First released in 2022, a modular, open-source, web-based tool called Dioptra (named after a classic astronomical and surveying instrument) aims to enable companies that train AI models and those who use them to assess, analyze, and track AI risks. NIST said Dioptra can be used to benchmark and investigate models, as well as provide a common platform for exposing models to simulated threats in a “red team” environment.

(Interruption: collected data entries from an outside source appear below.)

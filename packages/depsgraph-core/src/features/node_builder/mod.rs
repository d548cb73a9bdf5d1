//! Node builder
//!
//! Recursive descent from a root (scene render, view layer, or a list of
//! entities) that creates every ID, component and operation node the
//! relation builder will connect.

pub mod application;
pub mod domain;
pub mod ports;

pub use application::NodeBuilder;
pub use domain::{BuildContext, BuildStats, BuildStep};
pub use ports::PayloadProvider;
//! IP geolocation for lead provenance and login logs.
//!
//! Wraps the ip-api.com JSON endpoint with a 24h cache and a circuit
//! breaker. Lookups never fail the surrounding request: private/loopback
//! addresses resolve to `Local`, every error path resolves to `Unknown`.

use failsafe::futures::CircuitBreaker;
use failsafe::{backoff, failure_policy, StateMachine};
use moka::future::Cache;
use reqwest::Client;
use serde::Deserialize;
use std::time::Duration;

type GeoBreaker = StateMachine<failure_policy::ConsecutiveFailures<backoff::Exponential>, ()>;

/// Creates the circuit breaker guarding the geolocation API.
///
/// 5 consecutive failures open the circuit; exponential backoff from 10s to
/// 60s before recovery attempts. While open, lookups fail fast and resolve
/// to `Unknown` instead of queueing on a dead upstream.
fn create_geo_circuit_breaker() -> GeoBreaker {
    let backoff_strategy = backoff::exponential(
        Duration::from_secs(10), // Initial delay
        Duration::from_secs(60), // Maximum delay
    );

    let failure_policy = failure_policy::consecutive_failures(5, backoff_strategy);

    failsafe::Config::new()
        .failure_policy(failure_policy)
        .build()
}

/// Resolved country for an IP address.
#[derive(Debug, Clone, PartialEq, Eq)]
pub struct CountryInfo {
    pub country: String,
    pub country_code: String,
}

impl CountryInfo {
    fn local() -> Self {
        Self {
            country: "Local".to_string(),
            country_code: "LOC".to_string(),
        }
    }

    fn unknown() -> Self {
        Self {
            country: "Unknown".to_string(),
            country_code: "UNK".to_string(),
        }
    }
}

/// Wire format of the ip-api.com JSON endpoint.
#[derive(Debug, Deserialize)]
struct GeoApiResponse {
    status: Option<String>,
    country: Option<String>,
    #[serde(rename = "countryCode")]
    country_code: Option<String>,
}

pub struct GeoService {
    client: Client,
    base_url: String,
    cache: Cache<String, CountryInfo>,
    breaker: GeoBreaker,
}

impl GeoService {
    pub fn new(base_url: String) -> Self {
        // 24 hour TTL: a given IP's country does not move
        let cache = Cache::builder()
            .time_to_live(Duration::from_secs(86400))
            .max_capacity(50_000)
            .build();

        Self {
            client: Client::new(),
            base_url,
            cache,
            breaker: create_geo_circuit_breaker(),
        }
    }

    /// Resolve the country for an IP address. Infallible: local/private
    /// ranges short-circuit without a network call, and every failure path
    /// degrades to `Unknown`.
    pub async fn lookup(&self, ip: &str) -> CountryInfo {
        if ip.is_empty() || is_private_ip(ip) {
            return CountryInfo::local();
        }

        if let Some(cached) = self.cache.get(ip).await {
            tracing::debug!("Geo cache HIT for {}", ip);
            return cached;
        }

        match self.breaker.call(self.fetch(ip)).await {
            Ok(info) => {
                self.cache.insert(ip.to_string(), info.clone()).await;
                info
            }
            Err(failsafe::Error::Rejected) => {
                tracing::warn!("Geo lookup circuit open, skipping lookup for {}", ip);
                CountryInfo::unknown()
            }
            Err(failsafe::Error::Inner(e)) => {
                tracing::warn!("Geo lookup failed for {}: {}", ip, e);
                CountryInfo::unknown()
            }
        }
    }

    async fn fetch(&self, ip: &str) -> Result<CountryInfo, reqwest::Error> {
        let url = format!("{}/json/{}", self.base_url, ip);
        tracing::debug!("Geo lookup: {}", url);

        let response = self.client.get(&url).send().await?.error_for_status()?;
        let body: GeoApiResponse = response.json().await?;

        // ip-api reports reserved/unroutable addresses with status "fail"
        if body.status.as_deref() != Some("success") {
            tracing::debug!("Geo API returned non-success status for {}", ip);
            return Ok(CountryInfo::unknown());
        }

        Ok(CountryInfo {
            country: body.country.unwrap_or_else(|| "Unknown".to_string()),
            country_code: body.country_code.unwrap_or_else(|| "UNK".to_string()),
        })
    }
}

/// Loopback and RFC1918-style ranges seen in development traffic.
fn is_private_ip(ip: &str) -> bool {
    ip == "127.0.0.1"
        || ip == "::1"
        || ip.starts_with("192.168.")
        || ip.starts_with("10.")
        || ip.starts_with("172.")
}

#[cfg(test)]
mod tests {
    use super::*;

    #[test]
    fn test_private_ip_detection() {
        assert!(is_private_ip("127.0.0.1"));
        assert!(is_private_ip("::1"));
        assert!(is_private_ip("192.168.0.14"));
        assert!(is_private_ip("10.1.2.3"));
        assert!(is_private_ip("172.16.0.1"));
        assert!(!is_private_ip("8.8.8.8"));
    }

    #[tokio::test]
    async fn test_local_ips_short_circuit() {
        // Unroutable base URL: a network call here would fail the test
        let geo = GeoService::new("http://127.0.0.1:1".to_string());

        let info = geo.lookup("127.0.0.1").await;
        assert_eq!(info.country, "Local");
        assert_eq!(info.country_code, "LOC");

        let info = geo.lookup("").await;
        assert_eq!(info.country, "Local");
    }

    #[tokio::test]
    async fn test_unreachable_api_degrades_to_unknown() {
        let geo = GeoService::new("http://127.0.0.1:1".to_string());

        let info = geo.lookup("8.8.8.8").await;
        assert_eq!(info.country, "Unknown");
        assert_eq!(info.country_code, "UNK");
    }
}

“Testing the effects of adversarial attacks on machine learning models is one of Dioptra’s goals,” NIST said in a press release. “Available for free download, the open-source software can help communities such as government agencies and small and medium-sized businesses evaluate AI developers’ claims about system performance.”
Dioptra debuted alongside a document from NIST and its recently established AI Safety Laboratory, which outlines ways to mitigate some of the dangers of AI, such as the potential for AI to be misused to generate non-consensual pornography. It follows the release of the UK AI Safety Laboratory’s Inspect, a toolset similarly aimed at assessing model functionality and overall model safety. The US and UK have an ongoing partnership to jointly develop advanced AI model testing, as announced at the UK’s AI Safety Summit at Bletchley Park last November.
Dioptra is also a product of President Joe Biden’s Executive Order (EO) on AI, which (among other things) requires NIST to cooperate in testing AI systems. The EO also establishes standards for AI safety and security, and requires companies developing models (such as Apple) to notify the federal government before releasing the models to the public and share the results of all safety testing.
As we’ve written before, AI benchmarking is hard. It’s especially difficult because today’s most sophisticated AI models are black boxes — their infrastructure, training data, and other key details are kept secret by the companies that created them. A report published this month by the Ada Lovelace Institute, a UK-based nonprofit research institute that studies AI, found that evaluations alone are not enough to determine how safe an AI model actually is, in part because current policies allow AI vendors to cherry-pick which evaluations they perform.
NIST did not claim that Dioptra could completely mitigate the risk in its models. But the agency did say do Dioptra proposes that it will be possible to uncover what types of attacks can degrade the performance of an AI system and quantify the impact on performance.
But a major limitation is that Dioptra only works out of the box with models that you can download and use locally, like Meta’s extended Llama family. API-restricted models, like OpenAI’s GPT-4o, aren’t available, at least for the time being.